The subject using in this experiment were fresh ex vivo ox liver. The electrode we used were the series of WHK-3 (including WHK-3 I and II), which were design and made by Welfare Electronic Technological Company (Beijing). Each electrode had 6 sub-electrode on opposite side (A and B). Both A and B side could separately in different length and radian so to form asymmetric shape. The difference between WHK-3 I and II were the shaft of I are electric conductive while it of WHK-3 II were inconductive by coating with insulant material. Our subject were divide into 3 group. In group 1 we do radiofrequency ablation in ex vivo ox liver with both sub-electrode (WHK-3 I and II) fully spread out symmetrically, then the diameter of 3D cross section in zone of melt necrosis between type I and II were compared. In group 2 we do radiofrequency ablation in ex vivo ox liver with WHK-3 I while the two side of sub-electrode were spread out asymmetrically in different shapes. Then the diameter of cross section which were parallel to the electrode shaft in zone of melt necrosis in different sub-electrode shape were compared. In group 3 we do the test same way as in group 2 on WHK-3 II electrode.
In group 1, there had no significant different between the diameter of melt necrosis zone in ex vivo ox liver with WHK-3 I and II (average around 6 x 6 x 3 cm(3)) while sub-electrodes were fully spread out symmetrically. In group 2, while sub-electrode in A side were fully spread and sub-electrode in B side were half spread, WHK-3 I electrode could form an asymmetric melt necrosis zone. The diameter on A side were 3.24 + or - 0.32 cm and it on B side were 1.87 + or - 0.24 cm. While only A side sub-electrode were spread out, the diameter on A side were nearly the same and it on B side were decreased to 1.55 + or - 0.16 cm. In group 3, while sub-electrode in A side were fully spread and sub-electrode in B side were half spread, WHK-3 II electrode could form an asymmetric melt necrosis zone too. The diameter on A side were 3.27 + or - 0.35 cm and it on B side were 1.65 + or - 0.23 cm. While only A side sub-electrode were spread out, the diameter on A side were nearly the same and it on B side were decreased even to 0.90 + or - 0.18 cm.

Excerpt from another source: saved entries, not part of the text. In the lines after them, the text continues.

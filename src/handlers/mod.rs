//! HTTP handlers for the rental marketplace API

pub mod auth;
pub mod booking;
pub mod catalog;
pub mod health;
pub mod moderation;
pub mod payment;
pub mod user;

// Re-export extractors for handler use
pub use crate::middleware::auth::{AdminUser, AuthenticatedUser, PartnerUser};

The series of WHK-3 could form an asymmetric melt necrosis zone in ex vivo tissue, which were more suitable to clinical usage. And both of them had quantization controllability, especially in WHK-3 II.
通过离体动物实验评估多簇适形射频消融电极的适形性和量化可控性。
本实验所用对象为新鲜离体牛肝。我们使用的电极是由北京福利电子技术公司设计制造的WHK - 3系列(包括WHK - 3 I和II)。每个电极在相对两侧(A和B)有6个分支电极。A和B侧可分别呈不同长度和弧度,从而形成不对称形状。WHK - 3 I和II的区别在于,WHK - 3 I的杆部导电,而WHK - 3 II的杆部通过涂覆绝缘材料不导电。我们的研究对象分为3组。在第1组中,我们在离体牛肝中对两个分支电极(WHK - 3 I和II)均完全对称展开的情况下进行射频消融,然后比较I型和II型之间融化坏死区域的三维横截面直径。在第2组中,我们在离体牛肝中对WHK - 3 I进行射频消融,同时分支电极的两侧以不同形状不对称展开。然后比较不同分支电极形状下融化坏死区域中与电极杆平行的横截面直径。在第3组中,我们对WHK - 3 II电极采用与第组相同的方式进行测试。

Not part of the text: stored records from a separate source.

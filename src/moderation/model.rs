//! Partner applications, reviews and disputes

use chrono::{DateTime, Utc};
use serde::{Deserialize, Serialize};
use uuid::Uuid;
use validator::Validate;

use crate::inventory::ApprovalStatus;

/// A customer's request to become a partner
#[derive(Debug, Serialize, Deserialize, sqlx::FromRow, Clone)]
pub struct PartnerApplication {
    pub id: Uuid,
    pub user_id: Uuid,
    pub business_name: String,
    pub business_address: String,
    pub phone: Option<String>,
    pub description: Option<String>,
    pub status: ApprovalStatus,
    pub rejection_reason: Option<String>,
    pub submitted_at: DateTime<Utc>,
    pub decided_at: Option<DateTime<Utc>>,
    pub decided_by: Option<Uuid>,
}

#[derive(Debug, Deserialize, Validate)]
pub struct PartnerApplicationRequest {
    #[validate(length(min = 1, max = 200))]
    pub business_name: String,
    #[validate(length(min = 1, max = 500))]
    pub business_address: String,
    pub phone: Option<String>,
    #[validate(length(max = 2000))]
    pub description: Option<String>,
}

#[derive(Debug, Default, Deserialize)]
pub struct ApplicationListQuery {
    pub status: Option<ApprovalStatus>,
    pub page: Option<i64>,
    pub limit: Option<i64>,
}

/// Renter feedback on a completed booking
#[derive(Debug, Serialize, Deserialize, sqlx::FromRow, Clone)]
pub struct Review {
    pub id: Uuid,
    pub booking_id: Uuid,
    pub user_id: Uuid,
    pub item_id: Uuid,
    pub rating: i16,
    pub comment: Option<String>,
    pub created_at: DateTime<Utc>,
}

#[derive(Debug, Deserialize, Validate)]
pub struct CreateReviewRequest {
    #[validate(range(min = 1, max = 5))]
    pub rating: i16,
    #[validate(length(max = 2000))]
    pub comment: Option<String>,
}

#[derive(Debug, Serialize, Deserialize, sqlx::Type, Clone, Copy, PartialEq, Eq)]
#[sqlx(type_name = "dispute_kind", rename_all = "snake_case")]
#[serde(rename_all = "snake_case")]
pub enum DisputeKind {
    Payment,
    ItemCondition,
    LateReturn,
    NoShow,
    Other,
}

#[derive(Debug, Serialize, Deserialize, sqlx::Type, Clone, Copy, PartialEq, Eq)]
#[sqlx(type_name = "dispute_status", rename_all = "snake_case")]
#[serde(rename_all = "snake_case")]
pub enum DisputeStatus {
    Open,
    Investigating,
    Resolved,
    Closed,
}

impl DisputeStatus {
    pub fn can_move_to(self, next: DisputeStatus) -> bool {
        use DisputeStatus::*;
        matches!(
            (self, next),
            (Open, Investigating) | (Open, Resolved) | (Investigating, Resolved)
        ) || (self != Closed && next == Closed)
    }
}

/// Dispute raised against a booking; never alters booking status
#[derive(Debug, Serialize, Deserialize, sqlx::FromRow, Clone)]
pub struct Dispute {
    pub id: Uuid,
    pub booking_id: Uuid,
    pub reporter_id: Uuid,
    pub kind: DisputeKind,
    pub title: String,
    pub description: String,
    pub status: DisputeStatus,
    pub resolution: Option<String>,
    pub resolved_by: Option<Uuid>,
    pub created_at: DateTime<Utc>,
    pub resolved_at: Option<DateTime<Utc>>,
}

#[derive(Debug, Deserialize, Validate)]
pub struct CreateDisputeRequest {
    pub kind: DisputeKind,
    #[validate(length(min = 1, max = 200))]
    pub title: String,
    #[validate(length(min = 1, max = 5000))]
    pub description: String,
}

#[derive(Debug, Deserialize, Validate)]
pub struct UpdateDisputeRequest {
    pub status: DisputeStatus,
    #[validate(length(max = 5000))]
    pub resolution: Option<String>,
}

#[derive(Debug, Clone, Default)]
pub struct DisputeFilter {
    pub reporter_id: Option<Uuid>,
    pub status: Option<DisputeStatus>,
}

#[derive(Debug, Default, Deserialize)]
pub struct DisputeListQuery {
    pub status: Option<DisputeStatus>,
    pub page: Option<i64>,
    pub limit: Option<i64>,
}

在第1组中,当分支电极完全对称展开时,离体牛肝中使用WHK - 3 I和II的融化坏死区域直径无显著差异(平均约为6×6×3 cm³)。在第2组中,当A侧分支电极完全展开而B侧分支电极半展开时,WHK - 3 I电极可形成不对称融化坏死区域。A侧直径为3.24±0.32 cm,B侧为1.87±0.24 cm。当仅A侧分支电极展开时,A侧直径基本相同,B侧直径降至1.55±0.16 cm。在第3组中,当A侧分支电极完全展开而B侧分支电极半展开时,WHK - 3 II电极也可形成不对称融化坏死区域。A侧直径为3.27±0.35 cm,B侧为1.65±0.23 cm。当仅A侧分支电极展开时,A侧直径基本相同,B侧直径甚至降至0.90±0.18 cm。
WHK - 3系列可在离体组织中形成不对称融化坏死区域,更适合临床应用。且两者均具有量化可控性,尤其是WHK - 3 II。